Wahrscheinlich tat sie ihm einfach nur leid, weil ihre Mutter gestorben war. So wie früher, als er ihr in der Highschool am Kiosk Limonade gekauft hatte, um sie aufzuheitern. Mit seinem untrüglichen Sinn dafür, zur rechten Zeit das Richtige zu tun, hatte er beschlossen, dass eine Einladung zum Essen sie aufmuntern würde.

Und er hatte recht gehabt, musste Abby zugeben. Natürlich war sie nach wie vor traurig über den Verlust ihrer Mutter, doch sie fühlte sich längst nicht mehr so bedrückt wie noch vor wenigen Augenblicken. Allein dafür war sie ihm schon dankbar. Einmal mehr …

Aber sie würde keine große Sache daraus machen. Ein Abendessen mit Jack in einem guten Restaurant, am besten bei Kerzenschein – das war ein Jugendtraum gewesen, doch nun war sie erwachsen und nüchtern genug, zu wissen, dass die Realität keineswegs so romantisch war, wie sie es sich damals gewünscht hatte. Sie würden einige Zeit zusammen in einem Café sitzen, das war alles.

„Da sind wir“, verkündete Jack überflüssigerweise, als sie an der gläsernen Eingangstür des Cafés angelangt waren.
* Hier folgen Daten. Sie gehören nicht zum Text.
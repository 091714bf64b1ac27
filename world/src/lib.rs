#![deny(
    unsafe_code,
    missing_docs,
    dead_code,
    unused_results,
    non_snake_case,
    unreachable_pub
)]

//! Authoritative world state management for Gridchase.
//!
//! The [`World`] owns the board, the session state machine and the seeded
//! random stream. Every mutation flows through [`apply`], which reports what
//! happened as [`Event`] values; adapters and systems observe the world
//! through the read-only [`query`] module.

mod collision;
mod config;
mod disable;
mod level;
mod pursuers;
mod relocation;
mod rush;

use std::time::Duration;

use gridchase_core::{
    Charges, Command, Direction, Event, GridPosition, GridSize, LevelState, PursuerId,
    RushOutcome, SessionState, WELCOME_BANNER,
};
use rand::SeedableRng;
use rand_chacha::ChaCha8Rng;
use thiserror::Error;
use tracing::{debug, info};

use crate::{collision::ObstacleSet, pursuers::Pursuer, rush::RushState};

pub use config::{ConfigError, RushTuning, WorldConfig, MAX_GRID_DIMENSION};

/// Points awarded for every pursuer destroyed by a crash.
pub const CRASH_POINTS: u32 = 2;
/// Points awarded for every pursuer removed by the disable tool.
pub const DISABLE_POINTS: u32 = 5;
/// Points awarded for outlasting every pursuer during a rush.
pub const RUSH_SURVIVAL_BONUS: u32 = 50;
/// Level clear bonus per level number.
pub const LEVEL_CLEAR_POINTS: u32 = 10;

/// Reasons a level snapshot cannot be restored.
#[derive(Clone, Debug, PartialEq, Error)]
pub enum WorldError {
    /// The configuration itself is invalid.
    #[error(transparent)]
    Config(#[from] ConfigError),
    /// The snapshot refers to a level the configuration does not have.
    #[error("level {level} is outside 1..={max_level}")]
    LevelOutOfRange {
        /// Level stored in the snapshot.
        level: u32,
        /// Last level allowed by the configuration.
        max_level: u32,
    },
    /// An entity lies outside the configured grid.
    #[error("{entity} at ({}, {}) lies outside the grid", .cell.x(), .cell.y())]
    OutOfBounds {
        /// Kind of entity that was misplaced.
        entity: &'static str,
        /// Offending cell.
        cell: GridPosition,
    },
    /// The player stands on a blocked cell.
    #[error("player at ({}, {}) stands on an obstacle", .cell.x(), .cell.y())]
    PlayerOnObstacle {
        /// Offending cell.
        cell: GridPosition,
    },
}

/// Positions of every entity on the grid.
#[derive(Clone, Debug)]
pub(crate) struct Board {
    pub(crate) size: GridSize,
    pub(crate) player: GridPosition,
    pub(crate) pursuers: Vec<Pursuer>,
    pub(crate) obstacles: ObstacleSet,
}

impl Board {
    pub(crate) fn new(size: GridSize) -> Self {
        Self {
            size,
            player: GridPosition::new(0, 0),
            pursuers: Vec::new(),
            obstacles: ObstacleSet::default(),
        }
    }

    /// Reports whether any pursuer stands on the player's cell.
    pub(crate) fn player_caught(&self) -> bool {
        self.pursuers
            .iter()
            .any(|pursuer| pursuer.cell() == self.player)
    }

    /// Reports whether a pursuer or an obstacle holds the cell.
    pub(crate) fn is_occupied(&self, cell: GridPosition) -> bool {
        self.obstacles.contains(cell) || self.pursuers.iter().any(|pursuer| pursuer.cell() == cell)
    }
}

/// How pursuers are currently moving.
#[derive(Clone, Copy, Debug, PartialEq)]
enum Motion {
    /// Waiting for the player's next action.
    Idle,
    /// A discrete step animation is running; resolution follows its end.
    Stepping,
    /// Pursuers charge continuously.
    Rushing(RushState),
}

/// Why the last game ended.
#[derive(Clone, Copy, Debug, PartialEq, Eq)]
enum EndReason {
    Caught,
    SetupFailed { level: u32 },
    Won,
}

/// Represents the authoritative Gridchase world state.
#[derive(Debug)]
pub struct World {
    banner: &'static str,
    config: WorldConfig,
    rng: ChaCha8Rng,
    session: SessionState,
    board: Board,
    motion: Motion,
    level: u32,
    score: u32,
    charges: Charges,
    pending_rush_bonus: u32,
    show_grid: bool,
    clock: Duration,
    last_move: Option<Duration>,
    next_pursuer_id: u32,
    end: Option<EndReason>,
}

impl World {
    /// Creates a new world sitting on the menu screen.
    pub fn new(config: WorldConfig) -> Result<Self, ConfigError> {
        config.validate()?;
        Ok(Self {
            banner: WELCOME_BANNER,
            rng: ChaCha8Rng::seed_from_u64(config.seed()),
            session: SessionState::Menu,
            board: Board::new(config.grid()),
            motion: Motion::Idle,
            level: 1,
            score: 0,
            charges: config.starting_charges(),
            pending_rush_bonus: 0,
            show_grid: false,
            clock: Duration::ZERO,
            last_move: None,
            next_pursuer_id: 0,
            end: None,
            config,
        })
    }

    /// Rebuilds a world in the middle of a level from a snapshot.
    ///
    /// Pursuers may share cells or stand on obstacles; the next resolution
    /// pass settles them.
    pub fn restore(config: WorldConfig, state: LevelState) -> Result<Self, WorldError> {
        let mut world = Self::new(config)?;
        let max_level = world.config.max_level();
        if state.level == 0 || state.level > max_level {
            return Err(WorldError::LevelOutOfRange {
                level: state.level,
                max_level,
            });
        }

        let grid = world.config.grid();
        let misplaced = std::iter::once(("player", state.player))
            .chain(state.pursuers.iter().map(|cell| ("pursuer", *cell)))
            .chain(state.obstacles.iter().map(|cell| ("obstacle", *cell)))
            .find(|(_, cell)| !grid.contains(*cell));
        if let Some((entity, cell)) = misplaced {
            return Err(WorldError::OutOfBounds { entity, cell });
        }
        if state.obstacles.contains(&state.player) {
            return Err(WorldError::PlayerOnObstacle { cell: state.player });
        }

        world.session = SessionState::Playing;
        world.level = state.level;
        world.score = state.score;
        world.charges = state.charges;
        world.board.player = state.player;
        for cell in state.obstacles {
            let _ = world.board.obstacles.insert(cell);
        }
        for cell in state.pursuers {
            world.spawn_pursuer(cell);
        }
        Ok(world)
    }

    fn spawn_pursuer(&mut self, cell: GridPosition) {
        let id = PursuerId::new(self.next_pursuer_id);
        self.next_pursuer_id = self.next_pursuer_id.wrapping_add(1);
        self.board.pursuers.push(Pursuer::new(id, cell));
    }

    fn accepts_actions(&self) -> bool {
        self.session == SessionState::Playing
            && matches!(self.motion, Motion::Idle | Motion::Rushing(_))
    }

    fn rushing(&self) -> bool {
        matches!(self.motion, Motion::Rushing(_))
    }

    fn award(&mut self, points: u32) {
        self.score = self.score.saturating_add(points);
    }

    /// Stamps the move clock, returning `false` while the cooldown runs.
    fn claim_move_slot(&mut self) -> bool {
        let cooldown = self.config.move_cooldown();
        if let Some(at) = self.last_move {
            if self.clock.saturating_sub(at) < cooldown {
                return false;
            }
        }
        self.last_move = Some(self.clock);
        true
    }

    fn enter(&mut self, state: SessionState, out_events: &mut Vec<Event>) {
        self.session = state;
        out_events.push(Event::SessionChanged { state });
    }

    fn reset_progress(&mut self) {
        self.level = 1;
        self.score = 0;
        self.charges = self.config.starting_charges();
        self.pending_rush_bonus = 0;
        self.motion = Motion::Idle;
        self.last_move = None;
        self.end = None;
    }

    fn finish(&mut self, reason: EndReason, out_events: &mut Vec<Event>) {
        self.motion = Motion::Idle;
        self.end = Some(reason);
        let state = match reason {
            EndReason::Won => SessionState::Won,
            EndReason::Caught | EndReason::SetupFailed { .. } => SessionState::GameOver,
        };
        self.enter(state, out_events);
    }

    fn catch_player(&mut self, out_events: &mut Vec<Event>) {
        let cell = self.board.player;
        info!(level = self.level, score = self.score, "player caught");
        out_events.push(Event::PlayerCaught { cell });
        self.finish(EndReason::Caught, out_events);
    }

    /// Starts one discrete step for every pursuer, or ends the turn at once
    /// when none is left.
    fn end_turn(&mut self, out_events: &mut Vec<Event>) {
        if self.rushing() {
            return;
        }

        let stepped = pursuers::step_all(&mut self.board.pursuers, self.board.player);
        if stepped == 0 {
            self.resolve_board(out_events);
            return;
        }
        self.motion = Motion::Stepping;
        out_events.push(Event::PursuersAdvanced { pursuers: stepped });
    }

    fn resolve_board(&mut self, out_events: &mut Vec<Event>) {
        let resolution = collision::resolve(&mut self.board, out_events);
        self.award(resolution.destroyed.saturating_mul(CRASH_POINTS));
        if resolution.caught {
            self.catch_player(out_events);
        } else if self.board.pursuers.is_empty() {
            self.complete_level(out_events);
        }
    }

    fn advance_motion(&mut self, dt: Duration, out_events: &mut Vec<Event>) {
        match self.motion {
            Motion::Idle => {}
            Motion::Stepping => {
                let duration = self.config.step_duration();
                if pursuers::advance_all(&mut self.board.pursuers, dt, duration) {
                    self.motion = Motion::Idle;
                    self.resolve_board(out_events);
                }
            }
            Motion::Rushing(mut state) => {
                let tick = rush::advance(
                    &mut state,
                    &mut self.board,
                    self.config.rush(),
                    dt,
                    out_events,
                );
                self.motion = Motion::Rushing(state);
                self.award(tick.destroyed.saturating_mul(CRASH_POINTS));
                if let Some(outcome) = tick.outcome {
                    self.finish_rush(outcome, out_events);
                }
            }
        }
    }

    fn finish_rush(&mut self, outcome: RushOutcome, out_events: &mut Vec<Event>) {
        self.motion = Motion::Idle;
        info!(?outcome, score = self.score, "rush ended");
        out_events.push(Event::RushEnded { outcome });
        match outcome {
            RushOutcome::Caught => self.catch_player(out_events),
            RushOutcome::Survived => {
                self.award(RUSH_SURVIVAL_BONUS);
                self.complete_level(out_events);
            }
            RushOutcome::Settled => {
                for pursuer in self.board.pursuers.iter_mut() {
                    pursuer.settle();
                }
                self.resolve_board(out_events);
            }
        }
    }

    fn move_player(&mut self, direction: Direction, out_events: &mut Vec<Event>) {
        if !self.accepts_actions() || !self.claim_move_slot() {
            return;
        }

        let from = self.board.player;
        let (dx, dy) = direction.delta();
        let to = from.offset(dx, dy);
        if !self.board.size.contains(to) || self.board.obstacles.contains(to) {
            debug!(?direction, "move rejected");
            return;
        }

        self.board.player = to;
        out_events.push(Event::PlayerMoved { from, to });
        self.end_turn(out_events);
    }

    fn click_cell(&mut self, cell: GridPosition, out_events: &mut Vec<Event>) {
        if !self.board.size.contains(cell) {
            debug!(?cell, "click outside the grid ignored");
            return;
        }
        if cell == self.board.player {
            if self.accepts_actions() && self.claim_move_slot() {
                self.wait(out_events);
            }
            return;
        }

        if let Some(direction) = self.board.player.direction_toward(cell) {
            self.move_player(direction, out_events);
        }
    }

    fn wait(&mut self, out_events: &mut Vec<Event>) {
        if self.session != SessionState::Playing || self.motion != Motion::Idle {
            return;
        }
        self.end_turn(out_events);
    }

    fn activate_rush(&mut self, out_events: &mut Vec<Event>) {
        if self.session != SessionState::Playing
            || self.motion != Motion::Idle
            || self.charges.rush == 0
        {
            debug!(charges = self.charges.rush, "rush rejected");
            return;
        }

        self.charges.rush -= 1;
        self.motion = Motion::Rushing(RushState::new(self.config.rush()));
        info!(
            level = self.level,
            pursuers = self.board.pursuers.len(),
            "rush started"
        );
        out_events.push(Event::RushStarted);
    }
}
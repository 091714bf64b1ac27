//! Disable tool removing pursuers next to the player.

use gridchase_core::{Event, GridPosition};
use tracing::debug;

use crate::{Board, World, DISABLE_POINTS};

/// Removes every pursuer in the player's 8-neighbourhood.
///
/// Removed pursuers leave no obstacle behind. A pursuer on the player's own
/// cell is not adjacent and stays.
pub(crate) fn disable_adjacent(board: &mut Board) -> Vec<GridPosition> {
    let player = board.player;
    let mut cells = Vec::new();
    board.pursuers.retain(|pursuer| {
        if pursuer.cell().chebyshev_distance(player) == 1 {
            cells.push(pursuer.cell());
            false
        } else {
            true
        }
    });
    cells
}

impl World {
    pub(crate) fn use_disable_tool(&mut self, out_events: &mut Vec<Event>) {
        if !self.accepts_actions() || self.charges.disable == 0 {
            debug!(charges = self.charges.disable, "disable tool rejected");
            return;
        }

        self.charges.disable -= 1;
        let cells = disable_adjacent(&mut self.board);
        self.award((cells.len() as u32).saturating_mul(DISABLE_POINTS));
        out_events.push(Event::PursuersDisabled { cells });
        self.end_turn(out_events);
    }
}

#[cfg(test)]
mod tests {
    use super::*;
    use crate::pursuers::Pursuer;
    use gridchase_core::{GridSize, PursuerId};

    #[test]
    fn removes_only_the_king_neighbourhood() {
        let mut board = Board::new(GridSize::new(10, 10));
        board.player = GridPosition::new(5, 5);
        for (index, (x, y)) in [(4, 4), (5, 4), (6, 6), (7, 7), (5, 5)].into_iter().enumerate() {
            board
                .pursuers
                .push(Pursuer::new(PursuerId::new(index as u32), GridPosition::new(x, y)));
        }

        let removed = disable_adjacent(&mut board);

        assert_eq!(
            removed,
            vec![
                GridPosition::new(4, 4),
                GridPosition::new(5, 4),
                GridPosition::new(6, 6),
            ]
        );
        let remaining: Vec<_> = board.pursuers.iter().map(Pursuer::cell).collect();
        assert_eq!(remaining, vec![GridPosition::new(7, 7), GridPosition::new(5, 5)]);
        assert_eq!(board.obstacles.iter().count(), 0);
    }
}
#![deny(
    unsafe_code,
    missing_docs,
    dead_code,
    unused_results,
    non_snake_case,
    unreachable_pub
)]

//! Pure audio system that turns world events into sound cues.
//!
//! Playback itself belongs to whoever implements [`AudioNotifier`]; this
//! crate only decides which cue a batch of events deserves.

use gridchase_core::Event;

/// Closed set of sound cues the game can request.
#[derive(Clone, Copy, Debug, PartialEq, Eq, Hash, PartialOrd, Ord)]
pub enum SoundEvent {
    /// Pursuers crashed into each other or into an obstacle.
    Crash,
    /// The game ended, either caught or victorious.
    GameOver,
    /// A level started.
    GameStart,
    /// The player relocated.
    Teleport,
    /// The disable tool hit at least one pursuer.
    Disable,
}

impl SoundEvent {
    /// Every cue in declaration order.
    pub const ALL: [SoundEvent; 5] = [
        SoundEvent::Crash,
        SoundEvent::GameOver,
        SoundEvent::GameStart,
        SoundEvent::Teleport,
        SoundEvent::Disable,
    ];

    /// Stable lowercase name, suitable for asset lookup.
    #[must_use]
    pub const fn name(&self) -> &'static str {
        match self {
            Self::Crash => "crash",
            Self::GameOver => "gameover",
            Self::GameStart => "gamestart",
            Self::Teleport => "teleport",
            Self::Disable => "disable",
        }
    }

    fn from_event(event: &Event) -> Option<Self> {
        match event {
            Event::PursuersCrashed { .. } => Some(Self::Crash),
            Event::PlayerCaught { .. } | Event::GameWon { .. } => Some(Self::GameOver),
            Event::LevelStarted { .. } => Some(Self::GameStart),
            Event::PlayerTeleported { .. } => Some(Self::Teleport),
            Event::PursuersDisabled { cells } if !cells.is_empty() => Some(Self::Disable),
            _ => None,
        }
    }
}

/// Fire-and-forget sink for sound cues.
pub trait AudioNotifier {
    /// Requests playback of the provided cue.
    fn notify(&mut self, sound: SoundEvent);
}

/// Audio system dispatching cues to an injected notifier.
#[derive(Debug, Default)]
pub struct Audio;

impl Audio {
    /// Creates a new audio system.
    #[must_use]
    pub const fn new() -> Self {
        Self
    }

    /// Notifies every cue found in `events`, each at most once per batch.
    pub fn handle<N>(&self, events: &[Event], notifier: &mut N)
    where
        N: AudioNotifier + ?Sized,
    {
        let mut played: Vec<SoundEvent> = Vec::new();
        for sound in events.iter().filter_map(SoundEvent::from_event) {
            if played.contains(&sound) {
                continue;
            }
            played.push(sound);
            notifier.notify(sound);
        }
    }
}
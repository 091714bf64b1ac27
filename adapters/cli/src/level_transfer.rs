use std::{error::Error, fmt};

use base64::{engine::general_purpose::STANDARD_NO_PAD, Engine as _};
use gridchase_core::{GridSize, LevelState};
use serde::{Deserialize, Serialize};

const TRANSFER_DOMAIN: &str = "gridchase";
const TRANSFER_VERSION: &str = "v1";

/// Identifier prefix emitted before the encoded payload.
pub(crate) const TRANSFER_HEADER: &str = "gridchase:v1";
/// Delimiter used to separate the prefix and payload.
const FIELD_DELIMITER: char = ':';

/// Level in progress together with the grid it was played on.
#[derive(Clone, Debug, PartialEq, Eq, Serialize, Deserialize)]
pub(crate) struct LevelTransfer {
    /// Number of columns of the grid the level was captured on.
    pub(crate) columns: u32,
    /// Number of rows of the grid the level was captured on.
    pub(crate) rows: u32,
    /// Captured level state.
    pub(crate) state: LevelState,
}

impl LevelTransfer {
    pub(crate) fn new(grid: GridSize, state: LevelState) -> Self {
        Self {
            columns: grid.columns(),
            rows: grid.rows(),
            state,
        }
    }

    pub(crate) fn grid(&self) -> GridSize {
        GridSize::new(self.columns, self.rows)
    }

    /// Encodes the level into a single-line string suitable for clipboard transfer.
    pub(crate) fn encode(&self) -> Result<String, LevelTransferError> {
        let json = serde_json::to_vec(self).map_err(LevelTransferError::InvalidPayload)?;
        let encoded = STANDARD_NO_PAD.encode(json);
        Ok(format!("{TRANSFER_HEADER}{FIELD_DELIMITER}{encoded}"))
    }

    /// Decodes a level from the provided string representation.
    pub(crate) fn decode(value: &str) -> Result<Self, LevelTransferError> {
        let trimmed = value.trim();
        if trimmed.is_empty() {
            return Err(LevelTransferError::EmptyPayload);
        }

        let mut parts = trimmed.split(FIELD_DELIMITER);
        let domain = parts.next().ok_or(LevelTransferError::MissingPrefix)?;
        let version = parts.next().ok_or(LevelTransferError::MissingVersion)?;
        let payload = parts.next().ok_or(LevelTransferError::MissingPayload)?;

        if domain != TRANSFER_DOMAIN {
            return Err(LevelTransferError::InvalidPrefix(domain.to_owned()));
        }
        if version != TRANSFER_VERSION {
            return Err(LevelTransferError::UnsupportedVersion(version.to_owned()));
        }

        let bytes = STANDARD_NO_PAD
            .decode(payload.as_bytes())
            .map_err(LevelTransferError::InvalidEncoding)?;
        let decoded: Self =
            serde_json::from_slice(&bytes).map_err(LevelTransferError::InvalidPayload)?;
        if decoded.columns == 0 || decoded.rows == 0 {
            return Err(LevelTransferError::InvalidDimensions {
                columns: decoded.columns,
                rows: decoded.rows,
            });
        }

        Ok(decoded)
    }
}

/// Errors that can occur while encoding or decoding level transfer strings.
#[derive(Debug)]
pub(crate) enum LevelTransferError {
    /// The provided string was empty or contained only whitespace.
    EmptyPayload,
    /// The prefix segment was missing.
    MissingPrefix,
    /// The version segment was missing.
    MissingVersion,
    /// The payload segment was missing.
    MissingPayload,
    /// The string used an unexpected prefix segment.
    InvalidPrefix(String),
    /// The string used an unsupported version identifier.
    UnsupportedVersion(String),
    /// The payload described a grid without cells.
    InvalidDimensions {
        /// Decoded column count.
        columns: u32,
        /// Decoded row count.
        rows: u32,
    },
    /// The base64 payload could not be decoded.
    InvalidEncoding(base64::DecodeError),
    /// The payload could not be serialised or deserialised.
    InvalidPayload(serde_json::Error),
}

impl fmt::Display for LevelTransferError {
    fn fmt(&self, f: &mut fmt::Formatter<'_>) -> fmt::Result {
        match self {
            Self::EmptyPayload => write!(f, "level string was empty"),
            Self::MissingPrefix => write!(f, "level string is missing the prefix"),
            Self::MissingVersion => write!(f, "level string is missing the version"),
            Self::MissingPayload => write!(f, "level string is missing the payload"),
            Self::InvalidPrefix(prefix) => write!(f, "level prefix '{prefix}' is not supported"),
            Self::UnsupportedVersion(version) => {
                write!(f, "level version '{version}' is not supported")
            }
            Self::InvalidDimensions { columns, rows } => {
                write!(f, "level grid {columns}x{rows} has no cells")
            }
            Self::InvalidEncoding(error) => {
                write!(f, "could not decode level payload: {error}")
            }
            Self::InvalidPayload(error) => {
                write!(f, "could not parse level payload: {error}")
            }
        }
    }
}

impl Error for LevelTransferError {
    fn source(&self) -> Option<&(dyn Error + 'static)> {
        match self {
            Self::InvalidEncoding(error) => Some(error),
            Self::InvalidPayload(error) => Some(error),
            _ => None,
        }
    }
}
//! Entity model for pursuers and their discrete step animation.

use std::time::Duration;

use gridchase_core::{smoothstep, GridPosition, GridSize, PursuerId, PursuerSnapshot, VisualPosition};

/// A single pursuer tracked by the world.
///
/// The grid cell is authoritative and committed as soon as a step starts;
/// the visual position only trails it for rendering.
#[derive(Clone, Debug)]
pub(crate) struct Pursuer {
    id: PursuerId,
    cell: GridPosition,
    visual: VisualPosition,
    origin: VisualPosition,
    target: VisualPosition,
    animating: bool,
    anim_timer: Duration,
}

impl Pursuer {
    pub(crate) fn new(id: PursuerId, cell: GridPosition) -> Self {
        let at_rest = VisualPosition::from(cell);
        Self {
            id,
            cell,
            visual: at_rest,
            origin: at_rest,
            target: at_rest,
            animating: false,
            anim_timer: Duration::ZERO,
        }
    }

    pub(crate) const fn cell(&self) -> GridPosition {
        self.cell
    }

    pub(crate) const fn visual(&self) -> VisualPosition {
        self.visual
    }

    /// Commits `destination` and starts easing the visual position toward it.
    pub(crate) fn begin_step(&mut self, destination: GridPosition) {
        self.origin = self.visual;
        self.target = VisualPosition::from(destination);
        self.cell = destination;
        self.animating = true;
        self.anim_timer = Duration::ZERO;
    }

    /// Advances the step animation, returning `true` once it has finished.
    pub(crate) fn advance_animation(&mut self, dt: Duration, duration: Duration) -> bool {
        if !self.animating {
            return true;
        }

        self.anim_timer = self.anim_timer.saturating_add(dt);
        let t = self.anim_timer.as_secs_f32() / duration.as_secs_f32();
        if t >= 1.0 {
            self.visual = self.target;
            self.animating = false;
        } else {
            self.visual = self.origin.lerp(self.target, smoothstep(t));
        }
        !self.animating
    }

    /// Moves the pursuer continuously and re-derives its cell from the result.
    pub(crate) fn glide_to(&mut self, visual: VisualPosition, grid: GridSize) {
        let visual = visual.clamp_to(grid);
        self.visual = visual;
        self.origin = visual;
        self.target = visual;
        self.cell = grid.clamp(visual.rounded());
        self.animating = false;
        self.anim_timer = Duration::ZERO;
    }

    /// Snaps the visual position back onto the authoritative cell.
    pub(crate) fn settle(&mut self) {
        let at_rest = VisualPosition::from(self.cell);
        self.visual = at_rest;
        self.origin = at_rest;
        self.target = at_rest;
        self.animating = false;
        self.anim_timer = Duration::ZERO;
    }

    pub(crate) fn snapshot(&self) -> PursuerSnapshot {
        PursuerSnapshot {
            id: self.id,
            cell: self.cell,
            visual: self.visual,
            animating: self.animating,
        }
    }
}

/// Moves every pursuer one cell toward `player` using per-axis signs.
///
/// Returns the number of pursuers that started a step.
pub(crate) fn step_all(pursuers: &mut [Pursuer], player: GridPosition) -> u32 {
    let mut stepped = 0;
    for pursuer in pursuers.iter_mut() {
        let destination = pursuer.cell().step_toward(player);
        pursuer.begin_step(destination);
        stepped += 1;
    }
    stepped
}

/// Advances every running animation and reports whether all of them finished.
pub(crate) fn advance_all(pursuers: &mut [Pursuer], dt: Duration, duration: Duration) -> bool {
    let mut all_finished = true;
    for pursuer in pursuers.iter_mut() {
        if !pursuer.advance_animation(dt, duration) {
            all_finished = false;
        }
    }
    all_finished
}

#[cfg(test)]
mod tests {
    use super::*;

    const STEP: Duration = Duration::from_millis(800);

    #[test]
    fn step_commits_cell_before_animation_finishes() {
        let mut pursuer = Pursuer::new(PursuerId::new(0), GridPosition::new(0, 0));
        pursuer.begin_step(GridPosition::new(1, 1));

        assert_eq!(pursuer.cell(), GridPosition::new(1, 1));
        assert!(pursuer.snapshot().animating);
        assert_eq!(pursuer.visual(), VisualPosition::new(0.0, 0.0));
    }

    #[test]
    fn animation_eases_and_lands_on_target() {
        let mut pursuer = Pursuer::new(PursuerId::new(0), GridPosition::new(2, 2));
        pursuer.begin_step(GridPosition::new(3, 2));

        assert!(!pursuer.advance_animation(Duration::from_millis(200), STEP));
        let quarter = pursuer.visual();
        assert!(quarter.x > 2.0 && quarter.x < 2.25, "{quarter:?}");
        assert_eq!(quarter.y, 2.0);

        assert!(!pursuer.advance_animation(Duration::from_millis(200), STEP));
        assert!((pursuer.visual().x - 2.5).abs() < 1e-5);

        assert!(pursuer.advance_animation(Duration::from_millis(400), STEP));
        assert_eq!(pursuer.visual(), VisualPosition::new(3.0, 2.0));
        assert!(!pursuer.snapshot().animating);
    }

    #[test]
    fn step_all_converges_on_player() {
        let player = GridPosition::new(5, 5);
        let mut pursuers = vec![
            Pursuer::new(PursuerId::new(0), GridPosition::new(0, 0)),
            Pursuer::new(PursuerId::new(1), GridPosition::new(9, 5)),
        ];

        assert_eq!(step_all(&mut pursuers, player), 2);
        assert_eq!(pursuers[0].cell(), GridPosition::new(1, 1));
        assert_eq!(pursuers[1].cell(), GridPosition::new(8, 5));
        assert!(!advance_all(&mut pursuers, Duration::from_millis(100), STEP));
        assert!(advance_all(&mut pursuers, STEP, STEP));
    }

    #[test]
    fn glide_rederives_cell_within_bounds() {
        let grid = GridSize::new(4, 4);
        let mut pursuer = Pursuer::new(PursuerId::new(3), GridPosition::new(0, 0));
        pursuer.glide_to(VisualPosition::new(1.6, -0.7), grid);

        assert_eq!(pursuer.visual(), VisualPosition::new(1.6, 0.0));
        assert_eq!(pursuer.cell(), GridPosition::new(2, 0));

        pursuer.settle();
        assert_eq!(pursuer.visual(), VisualPosition::new(2.0, 0.0));
        assert_eq!(pursuer.snapshot().id, PursuerId::new(3));
    }
}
Abby, aus ihren Tagträumen gerissen, sah ihn an und lächelte. „Ja, da sind wir.“

„Einen Tisch für zwei?“, fragte die hübsche junge Frau, die sie am Eingang freundlich in Empfang nahm.

„Ja, bitte“, antwortete Jack.

„Darf ich Ihnen die Mäntel abnehmen?“

Abby nickte zustimmend. Während sie ihren Mantel aufknöpfte, sah sie sich ein wenig um. Obwohl das Café größer war, als es von außen schien, machte es einen sehr gemütlichen Eindruck. Trotz der frühen Stunde saßen bereits zwei Paare und eine vierköpfige Familie an ihren Tischen. Als Jack Abby aus dem Mantel half, öffnete sich die Tür, und eine weitere Familie betrat das Lokal.

„Offenbar sind wir gerade noch rechtzeitig gekommen“, sagte Jack. „Eine halbe Stunde später hätten wir wahrscheinlich lange auf das Essen warten müssen. Dann hätte ich es nicht geschafft, dich rechtzeitig um sieben nach Hause zu bringen und mir Schwierigkeiten eingehandelt.“

Obwohl Jacks Stimme ernst klang, verriet sein Augenzwinkern, dass er sich nicht besonders vor diesen Schwierigkeiten fürchtete.